A decade ago, self-funding was primarily utilized by employers with at least 500 employees. Now, more insurance carriers, including Medical Mutual, have introduced self-funded products for organizations with as few as 50 employees.
In 2018, many small businesses are scheduled to lose the transitional or ‘grandmothered’ status that has kept them exempt from some aspects of the Affordable Care Act. In preparation, even businesses with as few as 10 employees are evaluating the benefits of self-funding.
How does it generally work?
With self-funding, organizations budget for and pay the claims for all employees covered by the plan and any covered dependents, plus administrative fees. Most employers also pay for stop-loss insurance, which limits risk when one employee has a catastrophic claim, as well as when claims for the entire organization are higher than a set amount.
It’s basically the alternative to being fully insured, where the insurance carrier charges a premium and pays the claims — thereby assuming all the risk.
What are the benefits?
Organizations usually decide to be self-funded because it lets them predict costs based on their specific claims history and make any necessary adjustments. If claims are lower than expected, they can invest that money in the business or offer incentives for employee wellness. If claims are higher, their stop-loss insurance can cover it.
There also can be tax advantages to self-funding. Under health care reform, there are certain taxes related to risk that only apply to fully insured health plans. By moving to self-funding, organizations hope to eliminate some of those taxes from their budget.
When isn’t self-funding a good option?
Self-funding introduces more risk, so it’s usually geared toward organizations with more predictable claims. That’s why organizations need to be familiar with their claims history and understand the overall health of their employees when they are making this decision. If the population is relatively unhealthy, for example, self-funding might be a challenge.
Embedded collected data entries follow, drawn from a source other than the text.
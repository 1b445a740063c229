// SPDX-License-Identifier: MIT OR Apache-2.0
//! Application configuration.
//!
//! Stored as RON. Every field has a default, so a partial file or no file at
//! all is valid.

use bubble_annotate_overlay::CompositorConfig;
use serde::{Deserialize, Serialize};
use std::path::{Path, PathBuf};
use std::time::Duration;
use thiserror::Error;

/// Configuration file name
pub const CONFIG_FILE_NAME: &str = "bubble_annotate.ron";

/// Configuration errors
#[derive(Debug, Error)]
pub enum ConfigError {
    /// Reading or writing the file failed
    #[error("Config file I/O failed: {0}")]
    Io(#[from] std::io::Error),

    /// The file is not valid RON for [`AppConfig`]
    #[error("Config file is invalid: {0}")]
    Parse(String),
}

/// Application configuration
#[derive(Debug, Clone, PartialEq, Serialize, Deserialize)]
#[serde(default)]
pub struct AppConfig {
    /// `tracing` filter directive used when `RUST_LOG` is not set
    pub log_filter: String,
    /// Export progress sampling interval in milliseconds
    pub progress_interval_ms: u64,
    /// Directory exports are written to when no output path is given
    pub output_dir: PathBuf,
    /// ffmpeg executable
    pub ffmpeg_path: PathBuf,
    /// ffprobe executable
    pub ffprobe_path: PathBuf,
    /// x264 constant rate factor
    pub video_crf: u8,
    /// x264 speed preset
    pub video_preset: String,
    /// Maximum undo depth
    pub undo_depth: usize,
}

impl Default for AppConfig {
    fn default() -> Self {
        Self {
            log_filter: "info".to_string(),
            progress_interval_ms: 200,
            output_dir: std::env::temp_dir(),
            ffmpeg_path: find_tool("ffmpeg"),
            ffprobe_path: find_tool("ffprobe"),
            video_crf: 18,
            video_preset: "slow".to_string(),
            undo_depth: crate::history::DEFAULT_UNDO_DEPTH,
        }
    }
}

impl AppConfig {
    /// Load configuration from a file
    pub fn load(path: &Path) -> Result<Self, ConfigError> {
        let content = std::fs::read_to_string(path)?;
        ron::from_str(&content).map_err(|e| ConfigError::Parse(e.to_string()))
    }

    /// Load configuration from a file if it exists, defaults otherwise
    pub fn load_or_default(path: &Path) -> Result<Self, ConfigError> {
        if path.exists() {
            Self::load(path)
        } else {
            tracing::debug!("No config at {}, using defaults", path.display());
            Ok(Self::default())
        }
    }

    /// Save configuration to a file
    pub fn save(&self, path: &Path) -> Result<(), ConfigError> {
        let pretty = ron::ser::PrettyConfig::default()
            .struct_names(true)
            .enumerate_arrays(false);
        let content =
            ron::ser::to_string_pretty(self, pretty).map_err(|e| ConfigError::Parse(e.to_string()))?;
        std::fs::write(path, content)?;
        Ok(())
    }

    /// Compositor settings derived from this configuration
    pub fn compositor_config(&self) -> CompositorConfig {
        CompositorConfig {
            progress_interval: Duration::from_millis(self.progress_interval_ms.max(1)),
        }
    }
}

/// Locate a tool on `PATH`, falling back to the bare name
fn find_tool(name: &str) -> PathBuf {
    which::which(name).unwrap_or_else(|_| PathBuf::from(name))
}

#[cfg(test)]
mod tests {
    use super::*;

    #[test]
    fn test_defaults() {
        let config = AppConfig::default();
        assert_eq!(config.log_filter, "info");
        assert_eq!(config.video_crf, 18);
        assert_eq!(config.video_preset, "slow");
        assert_eq!(config.undo_depth, 100);
        assert_eq!(config.compositor_config().progress_interval, Duration::from_millis(200));
    }

    #[test]
    fn test_save_and_load() {
        let dir = tempfile::tempdir().unwrap();
        let path = dir.path().join(CONFIG_FILE_NAME);
        let config = AppConfig {
            log_filter: "debug".to_string(),
            video_crf: 23,
            ..AppConfig::default()
        };
        config.save(&path).unwrap();
        assert_eq!(AppConfig::load(&path).unwrap(), config);
    }

    #[test]
    fn test_partial_file_uses_defaults() {
        let dir = tempfile::tempdir().unwrap();
        let path = dir.path().join(CONFIG_FILE_NAME);
        std::fs::write(&path, "(progress_interval_ms: 50)").unwrap();
        let config = AppConfig::load(&path).unwrap();
        assert_eq!(config.progress_interval_ms, 50);
        assert_eq!(config.video_preset, "slow");
    }

    #[test]
    fn test_missing_and_invalid_files() {
        let dir = tempfile::tempdir().unwrap();
        let missing = dir.path().join("missing.ron");
        assert_eq!(AppConfig::load_or_default(&missing).unwrap().undo_depth, 100);

        let invalid = dir.path().join("invalid.ron");
        std::fs::write(&invalid, "(video_crf: \"high\")").unwrap();
        assert!(matches!(AppConfig::load(&invalid), Err(ConfigError::Parse(_))));
    }
}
Another important factor to think about is their financial flexibility. Some organizations simply don’t have the cash flow available to cover unexpected claims if they come up. Others may need to know their costs ahead of time, and prefer the predictability of being fully insured.
What other factors should be considered?
Self-funding isn’t a short-term solution. It requires a full commitment and a long-term strategy. To actually control costs through self-funding, organizations need to manage their claims effectively. That means committing to keeping their employees healthy through wellness and disease management programs, as well as negotiating with health care providers.

It’s also critical for organizations to know exactly what’s in their contract — and to work with an insurance carrier or a third-party administrator they can trust.